## EXERCISE INPUT
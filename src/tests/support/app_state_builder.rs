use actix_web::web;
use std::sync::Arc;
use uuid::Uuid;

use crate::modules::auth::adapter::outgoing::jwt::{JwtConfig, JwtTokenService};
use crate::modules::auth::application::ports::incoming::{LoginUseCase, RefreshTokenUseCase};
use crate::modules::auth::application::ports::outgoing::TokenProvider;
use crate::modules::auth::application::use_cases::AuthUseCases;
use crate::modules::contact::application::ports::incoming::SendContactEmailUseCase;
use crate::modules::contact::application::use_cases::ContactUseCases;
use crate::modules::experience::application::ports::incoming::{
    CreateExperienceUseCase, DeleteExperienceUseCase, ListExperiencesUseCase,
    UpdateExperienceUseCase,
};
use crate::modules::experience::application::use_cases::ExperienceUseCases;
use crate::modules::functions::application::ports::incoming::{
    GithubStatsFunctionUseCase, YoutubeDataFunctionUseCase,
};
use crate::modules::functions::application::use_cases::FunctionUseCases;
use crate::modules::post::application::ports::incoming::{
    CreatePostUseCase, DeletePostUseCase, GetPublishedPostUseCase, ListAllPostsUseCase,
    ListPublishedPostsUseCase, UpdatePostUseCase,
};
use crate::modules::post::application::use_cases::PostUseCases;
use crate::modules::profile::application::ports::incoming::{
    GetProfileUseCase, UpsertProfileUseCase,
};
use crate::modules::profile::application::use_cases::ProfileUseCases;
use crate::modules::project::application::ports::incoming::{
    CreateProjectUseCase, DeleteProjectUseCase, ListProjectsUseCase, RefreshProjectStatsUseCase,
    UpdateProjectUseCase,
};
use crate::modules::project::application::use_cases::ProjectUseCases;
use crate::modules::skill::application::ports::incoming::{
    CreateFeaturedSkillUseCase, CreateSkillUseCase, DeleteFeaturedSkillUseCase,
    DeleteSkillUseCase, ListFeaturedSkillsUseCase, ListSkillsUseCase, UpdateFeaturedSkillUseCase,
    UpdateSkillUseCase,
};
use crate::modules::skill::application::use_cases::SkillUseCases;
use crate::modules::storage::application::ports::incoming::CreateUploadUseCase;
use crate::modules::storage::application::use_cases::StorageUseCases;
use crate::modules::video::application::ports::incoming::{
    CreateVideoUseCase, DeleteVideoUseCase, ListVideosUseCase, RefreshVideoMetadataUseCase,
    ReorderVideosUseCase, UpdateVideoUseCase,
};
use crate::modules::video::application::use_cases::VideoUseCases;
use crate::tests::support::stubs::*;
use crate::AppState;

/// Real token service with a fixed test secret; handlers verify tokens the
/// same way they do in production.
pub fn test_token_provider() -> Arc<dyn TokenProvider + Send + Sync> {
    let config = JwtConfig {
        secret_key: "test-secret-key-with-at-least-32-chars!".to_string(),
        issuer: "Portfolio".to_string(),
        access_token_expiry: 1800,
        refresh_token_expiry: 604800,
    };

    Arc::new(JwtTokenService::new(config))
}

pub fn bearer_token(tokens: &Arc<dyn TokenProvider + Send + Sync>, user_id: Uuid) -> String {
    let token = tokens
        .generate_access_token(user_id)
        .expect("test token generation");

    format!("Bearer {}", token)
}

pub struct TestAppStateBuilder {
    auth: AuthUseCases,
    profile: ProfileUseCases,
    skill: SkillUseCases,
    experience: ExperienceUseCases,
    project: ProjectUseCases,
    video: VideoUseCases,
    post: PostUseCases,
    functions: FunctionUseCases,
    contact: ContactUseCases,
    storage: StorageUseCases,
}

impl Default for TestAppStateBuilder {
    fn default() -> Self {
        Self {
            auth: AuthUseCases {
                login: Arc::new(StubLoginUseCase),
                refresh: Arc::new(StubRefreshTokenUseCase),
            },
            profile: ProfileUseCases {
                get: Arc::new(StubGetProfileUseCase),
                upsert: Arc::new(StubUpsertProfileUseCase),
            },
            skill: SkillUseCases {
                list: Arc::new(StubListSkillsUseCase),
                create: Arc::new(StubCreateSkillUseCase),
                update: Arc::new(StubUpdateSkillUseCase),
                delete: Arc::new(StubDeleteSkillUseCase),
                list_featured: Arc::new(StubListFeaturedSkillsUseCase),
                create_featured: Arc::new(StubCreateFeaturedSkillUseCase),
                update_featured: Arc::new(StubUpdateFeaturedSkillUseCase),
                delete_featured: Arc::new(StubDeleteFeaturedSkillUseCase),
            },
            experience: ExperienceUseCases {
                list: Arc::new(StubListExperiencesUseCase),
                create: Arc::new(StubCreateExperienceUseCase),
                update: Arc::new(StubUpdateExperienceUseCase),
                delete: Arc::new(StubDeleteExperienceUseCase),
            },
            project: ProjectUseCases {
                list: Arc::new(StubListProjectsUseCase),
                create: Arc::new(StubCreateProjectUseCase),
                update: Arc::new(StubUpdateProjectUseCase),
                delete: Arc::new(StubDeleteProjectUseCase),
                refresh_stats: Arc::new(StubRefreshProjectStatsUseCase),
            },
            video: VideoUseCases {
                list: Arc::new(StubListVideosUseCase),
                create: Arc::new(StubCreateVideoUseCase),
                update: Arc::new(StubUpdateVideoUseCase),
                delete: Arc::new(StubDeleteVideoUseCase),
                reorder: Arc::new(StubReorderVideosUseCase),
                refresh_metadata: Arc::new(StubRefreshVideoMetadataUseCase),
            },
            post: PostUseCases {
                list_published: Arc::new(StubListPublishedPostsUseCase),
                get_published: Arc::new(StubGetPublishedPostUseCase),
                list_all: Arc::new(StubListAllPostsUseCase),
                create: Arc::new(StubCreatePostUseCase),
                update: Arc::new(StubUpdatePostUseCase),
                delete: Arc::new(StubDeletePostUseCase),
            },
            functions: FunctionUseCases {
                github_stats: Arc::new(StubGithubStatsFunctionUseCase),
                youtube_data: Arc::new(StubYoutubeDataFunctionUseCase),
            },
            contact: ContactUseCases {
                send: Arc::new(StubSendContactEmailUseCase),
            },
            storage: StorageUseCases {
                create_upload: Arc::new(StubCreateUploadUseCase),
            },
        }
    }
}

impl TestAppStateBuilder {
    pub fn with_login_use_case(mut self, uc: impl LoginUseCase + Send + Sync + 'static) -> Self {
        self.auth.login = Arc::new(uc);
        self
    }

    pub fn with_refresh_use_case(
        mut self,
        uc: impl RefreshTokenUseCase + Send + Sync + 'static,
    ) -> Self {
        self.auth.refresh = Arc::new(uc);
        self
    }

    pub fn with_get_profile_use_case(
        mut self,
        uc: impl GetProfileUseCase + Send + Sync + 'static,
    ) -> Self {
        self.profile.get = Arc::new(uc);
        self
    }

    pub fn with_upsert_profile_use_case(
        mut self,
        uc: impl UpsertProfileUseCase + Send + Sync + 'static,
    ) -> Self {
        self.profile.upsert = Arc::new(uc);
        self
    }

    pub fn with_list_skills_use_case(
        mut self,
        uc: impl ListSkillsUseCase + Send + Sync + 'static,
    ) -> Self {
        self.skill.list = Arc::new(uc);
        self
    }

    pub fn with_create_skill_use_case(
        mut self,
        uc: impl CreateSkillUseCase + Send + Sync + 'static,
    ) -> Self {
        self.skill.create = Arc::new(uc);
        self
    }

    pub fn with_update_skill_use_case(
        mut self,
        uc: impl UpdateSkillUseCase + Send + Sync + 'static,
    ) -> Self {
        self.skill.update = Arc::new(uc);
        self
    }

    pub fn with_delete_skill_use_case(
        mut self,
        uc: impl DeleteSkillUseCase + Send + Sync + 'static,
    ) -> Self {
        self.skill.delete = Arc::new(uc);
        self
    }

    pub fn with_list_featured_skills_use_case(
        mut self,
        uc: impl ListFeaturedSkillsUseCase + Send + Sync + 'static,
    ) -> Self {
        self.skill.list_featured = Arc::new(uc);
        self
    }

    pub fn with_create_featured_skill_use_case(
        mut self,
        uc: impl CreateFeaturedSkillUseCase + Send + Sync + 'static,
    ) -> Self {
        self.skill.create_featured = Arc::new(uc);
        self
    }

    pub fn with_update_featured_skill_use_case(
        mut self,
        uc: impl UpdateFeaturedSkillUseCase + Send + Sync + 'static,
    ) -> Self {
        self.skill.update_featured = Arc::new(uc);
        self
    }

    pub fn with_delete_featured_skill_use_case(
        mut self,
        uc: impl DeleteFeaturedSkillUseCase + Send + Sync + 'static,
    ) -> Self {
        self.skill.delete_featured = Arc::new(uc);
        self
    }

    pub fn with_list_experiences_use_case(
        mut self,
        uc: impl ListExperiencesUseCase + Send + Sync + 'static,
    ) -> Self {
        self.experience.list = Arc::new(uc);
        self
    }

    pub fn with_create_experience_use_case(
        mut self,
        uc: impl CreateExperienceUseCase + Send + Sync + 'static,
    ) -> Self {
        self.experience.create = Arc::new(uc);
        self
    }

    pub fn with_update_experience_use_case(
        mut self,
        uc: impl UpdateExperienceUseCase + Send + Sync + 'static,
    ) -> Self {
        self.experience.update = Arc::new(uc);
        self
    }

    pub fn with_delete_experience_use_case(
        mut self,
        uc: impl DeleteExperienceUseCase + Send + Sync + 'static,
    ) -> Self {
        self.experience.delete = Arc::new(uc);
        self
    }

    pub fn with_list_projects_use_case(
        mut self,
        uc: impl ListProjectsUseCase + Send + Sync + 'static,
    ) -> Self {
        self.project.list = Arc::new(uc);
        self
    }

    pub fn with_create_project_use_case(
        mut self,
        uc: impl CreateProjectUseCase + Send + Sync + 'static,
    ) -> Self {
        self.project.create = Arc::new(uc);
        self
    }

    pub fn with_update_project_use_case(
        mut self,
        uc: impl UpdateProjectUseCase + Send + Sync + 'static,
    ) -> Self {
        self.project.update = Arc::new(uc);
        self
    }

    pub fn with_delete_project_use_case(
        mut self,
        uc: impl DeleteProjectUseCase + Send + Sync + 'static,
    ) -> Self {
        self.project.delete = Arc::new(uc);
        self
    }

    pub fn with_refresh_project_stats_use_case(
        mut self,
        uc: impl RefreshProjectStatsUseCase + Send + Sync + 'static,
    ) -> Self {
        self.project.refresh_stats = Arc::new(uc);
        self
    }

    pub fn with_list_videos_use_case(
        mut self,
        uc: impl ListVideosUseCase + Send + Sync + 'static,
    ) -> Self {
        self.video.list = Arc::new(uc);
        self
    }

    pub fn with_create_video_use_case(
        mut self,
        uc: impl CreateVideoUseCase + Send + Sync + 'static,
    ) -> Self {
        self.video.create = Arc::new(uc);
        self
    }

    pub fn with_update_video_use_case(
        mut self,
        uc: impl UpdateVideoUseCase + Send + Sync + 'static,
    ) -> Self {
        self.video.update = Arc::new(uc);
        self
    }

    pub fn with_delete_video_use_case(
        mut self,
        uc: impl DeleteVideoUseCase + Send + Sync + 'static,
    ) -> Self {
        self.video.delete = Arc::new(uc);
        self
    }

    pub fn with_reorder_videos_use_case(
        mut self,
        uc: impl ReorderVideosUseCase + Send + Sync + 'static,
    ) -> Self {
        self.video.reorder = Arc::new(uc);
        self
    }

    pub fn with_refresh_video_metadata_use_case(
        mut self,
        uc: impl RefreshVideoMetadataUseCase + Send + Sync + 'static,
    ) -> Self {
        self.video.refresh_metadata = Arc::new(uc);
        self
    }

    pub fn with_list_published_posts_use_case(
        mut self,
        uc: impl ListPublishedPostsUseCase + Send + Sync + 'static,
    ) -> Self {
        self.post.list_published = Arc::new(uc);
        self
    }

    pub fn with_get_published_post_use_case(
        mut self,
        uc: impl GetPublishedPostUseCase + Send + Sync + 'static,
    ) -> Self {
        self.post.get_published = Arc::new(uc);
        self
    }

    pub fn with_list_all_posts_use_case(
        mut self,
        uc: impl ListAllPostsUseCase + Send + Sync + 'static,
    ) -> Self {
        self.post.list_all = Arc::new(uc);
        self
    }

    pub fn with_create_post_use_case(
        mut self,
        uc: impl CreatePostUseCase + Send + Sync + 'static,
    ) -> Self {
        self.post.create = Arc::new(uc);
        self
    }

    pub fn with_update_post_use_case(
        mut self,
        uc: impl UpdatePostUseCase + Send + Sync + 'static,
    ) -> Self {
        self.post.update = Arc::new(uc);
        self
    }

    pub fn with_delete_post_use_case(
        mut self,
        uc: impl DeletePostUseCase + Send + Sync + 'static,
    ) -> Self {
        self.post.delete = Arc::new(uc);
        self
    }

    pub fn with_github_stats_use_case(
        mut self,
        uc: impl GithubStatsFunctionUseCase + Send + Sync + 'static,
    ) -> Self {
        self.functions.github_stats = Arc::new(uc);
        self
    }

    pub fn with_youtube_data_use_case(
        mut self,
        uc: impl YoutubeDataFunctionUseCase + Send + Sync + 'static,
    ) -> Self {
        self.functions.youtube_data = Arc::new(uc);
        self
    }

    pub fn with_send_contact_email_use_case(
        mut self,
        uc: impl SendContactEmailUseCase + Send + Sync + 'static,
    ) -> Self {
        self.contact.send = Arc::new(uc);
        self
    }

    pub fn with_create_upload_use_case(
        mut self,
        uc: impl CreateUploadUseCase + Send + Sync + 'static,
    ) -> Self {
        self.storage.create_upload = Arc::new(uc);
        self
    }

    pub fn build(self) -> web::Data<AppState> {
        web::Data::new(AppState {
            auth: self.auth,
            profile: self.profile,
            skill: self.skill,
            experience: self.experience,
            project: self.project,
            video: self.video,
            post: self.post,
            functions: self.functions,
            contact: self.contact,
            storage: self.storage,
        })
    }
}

## WHAT YOU ARE ASKED TO DO
In the material above, show every line where the word "Uuid" turns up.

## ANSWER SECTION
use uuid::Uuid;
pub fn bearer_token(tokens: &Arc<dyn TokenProvider + Send + Sync>, user_id: Uuid) -> String {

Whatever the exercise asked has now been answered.